(Stored data entries)

=-=-=

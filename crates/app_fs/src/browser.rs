//! Image listing for a single folder

use crate::{FsError, Result};
use std::fs;
use std::path::{Path, PathBuf};

/// Extensions the tagger offers for tagging (lowercase)
pub const IMAGE_EXTENSIONS: &[&str] = &["jpg", "jpeg", "png", "gif", "webp", "bmp"];

/// An image file found in a folder
#[derive(Debug, Clone, PartialEq, Eq)]
pub struct ImageEntry {
    pub path: PathBuf,
    pub name: String,
    pub extension: String,
}

impl ImageEntry {
    fn from_path(path: PathBuf) -> Option<Self> {
        let name = path.file_name()?.to_string_lossy().to_string();
        let extension = path.extension()?.to_string_lossy().to_lowercase();
        Some(Self { path, name, extension })
    }
}

/// Check if a file has a taggable image extension
pub fn is_supported_image(path: &Path) -> bool {
    path.extension()
        .map(|e| e.to_string_lossy().to_lowercase())
        .map(|e| IMAGE_EXTENSIONS.contains(&e.as_str()))
        .unwrap_or(false)
}

/// List the images directly inside `dir` (no recursion), in natural order.
/// Hidden files and subdirectories are skipped.
pub fn list_images<P: AsRef<Path>>(dir: P) -> Result<Vec<ImageEntry>> {
    let dir = dir.as_ref();

    if !dir.exists() {
        return Err(FsError::NotFound(dir.display().to_string()));
    }

    if !dir.is_dir() {
        return Err(FsError::InvalidPath(format!("Not a directory: {}", dir.display())));
    }

    let mut entries = Vec::new();

    for entry in fs::read_dir(dir)? {
        let entry = entry?;
        let path = entry.path();

        // Skip entries we can't stat
        let is_file = entry.file_type().map(|t| t.is_file()).unwrap_or(false);
        if !is_file || !is_supported_image(&path) {
            continue;
        }

        if let Some(image) = ImageEntry::from_path(path) {
            if !is_hidden_file(&image.path, &image.name) {
                entries.push(image);
            }
        }
    }

    entries.sort_by(|a, b| natural_sort_key(&a.name).cmp(&natural_sort_key(&b.name)));

    tracing::debug!("Listed {} images in {:?}", entries.len(), dir);
    Ok(entries)
}

/// Count the images in `dir`; a missing directory counts as empty
pub fn count_images<P: AsRef<Path>>(dir: P) -> Result<usize> {
    match list_images(dir) {
        Ok(entries) => Ok(entries.len()),
        Err(FsError::NotFound(_)) => Ok(0),
        Err(e) => Err(e),
    }
}

/// Generate a natural sort key (handles numbers correctly)
/// "image2.jpg" < "image10.jpg"
fn natural_sort_key(s: &str) -> Vec<NaturalSortPart> {
    let mut parts = Vec::new();
    let mut current_num = String::new();
    let mut current_str = String::new();

    for c in s.chars() {
        if c.is_ascii_digit() {
            if !current_str.is_empty() {
                parts.push(NaturalSortPart::Str(current_str.to_lowercase()));
                current_str.clear();
            }
            current_num.push(c);
        } else {
            if !current_num.is_empty() {
                parts.push(NaturalSortPart::number(&current_num));
                current_num.clear();
            }
            current_str.push(c);
        }
    }

    if !current_num.is_empty() {
        parts.push(NaturalSortPart::number(&current_num));
    }
    if !current_str.is_empty() {
        parts.push(NaturalSortPart::Str(current_str.to_lowercase()));
    }

    parts
}

#[derive(Debug, Clone, PartialEq, Eq, PartialOrd, Ord)]
enum NaturalSortPart {
    Num(u64),
    Str(String),
}

impl NaturalSortPart {
    /// Digit runs too long for u64 fall back to string comparison
    fn number(digits: &str) -> Self {
        digits
            .parse::<u64>()
            .map(NaturalSortPart::Num)
            .unwrap_or_else(|_| NaturalSortPart::Str(digits.to_string()))
    }
}

#[cfg(windows)]
fn is_hidden_file(path: &Path, _name: &str) -> bool {
    use std::os::windows::fs::MetadataExt;

    const FILE_ATTRIBUTE_HIDDEN: u32 = 0x2;

    fs::metadata(path)
        .map(|m| m.file_attributes() & FILE_ATTRIBUTE_HIDDEN != 0)
        .unwrap_or(false)
}

#[cfg(not(windows))]
fn is_hidden_file(_path: &Path, name: &str) -> bool {
    name.starts_with('.')
}

#[cfg(test)]
mod tests {
    use super::*;

    #[test]
    fn test_natural_sort() {
        let mut names = vec!["image10.jpg", "image2.jpg", "image1.jpg", "image20.jpg"];
        names.sort_by(|a, b| natural_sort_key(a).cmp(&natural_sort_key(b)));
        assert_eq!(names, vec!["image1.jpg", "image2.jpg", "image10.jpg", "image20.jpg"]);
    }

    #[test]
    fn test_is_supported_image() {
        assert!(is_supported_image(Path::new("test.jpg")));
        assert!(is_supported_image(Path::new("test.PNG")));
        assert!(is_supported_image(Path::new("test.WebP")));
        assert!(!is_supported_image(Path::new("test.txt")));
        assert!(!is_supported_image(Path::new("tags.json")));
        assert!(!is_supported_image(Path::new("noext")));
    }

    #[test]
    fn test_list_images_filters_and_sorts() {
        let dir = tempfile::tempdir().unwrap();
        for name in ["b10.png", "b2.jpg", "notes.txt", ".hidden.png", "a.GIF"] {
            fs::write(dir.path().join(name), b"x").unwrap();
        }
        fs::create_dir(dir.path().join("sub.png")).unwrap();

        let names: Vec<String> = list_images(dir.path())
            .unwrap()
            .into_iter()
            .map(|e| e.name)
            .collect();

        #[cfg(not(windows))]
        assert_eq!(names, vec!["a.GIF", "b2.jpg", "b10.png"]);
        #[cfg(windows)]
        assert_eq!(names, vec![".hidden.png", "a.GIF", "b2.jpg", "b10.png"]);
    }

    #[test]
    fn test_count_missing_dir() {
        let dir = tempfile::tempdir().unwrap();
        assert_eq!(count_images(dir.path().join("missing")).unwrap(), 0);
        assert!(list_images(dir.path().join("missing")).is_err());
    }
}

=-=-=

State how many lines of the entries above include the string "FsError". The reply is that number alone.

* SOLUTION *
4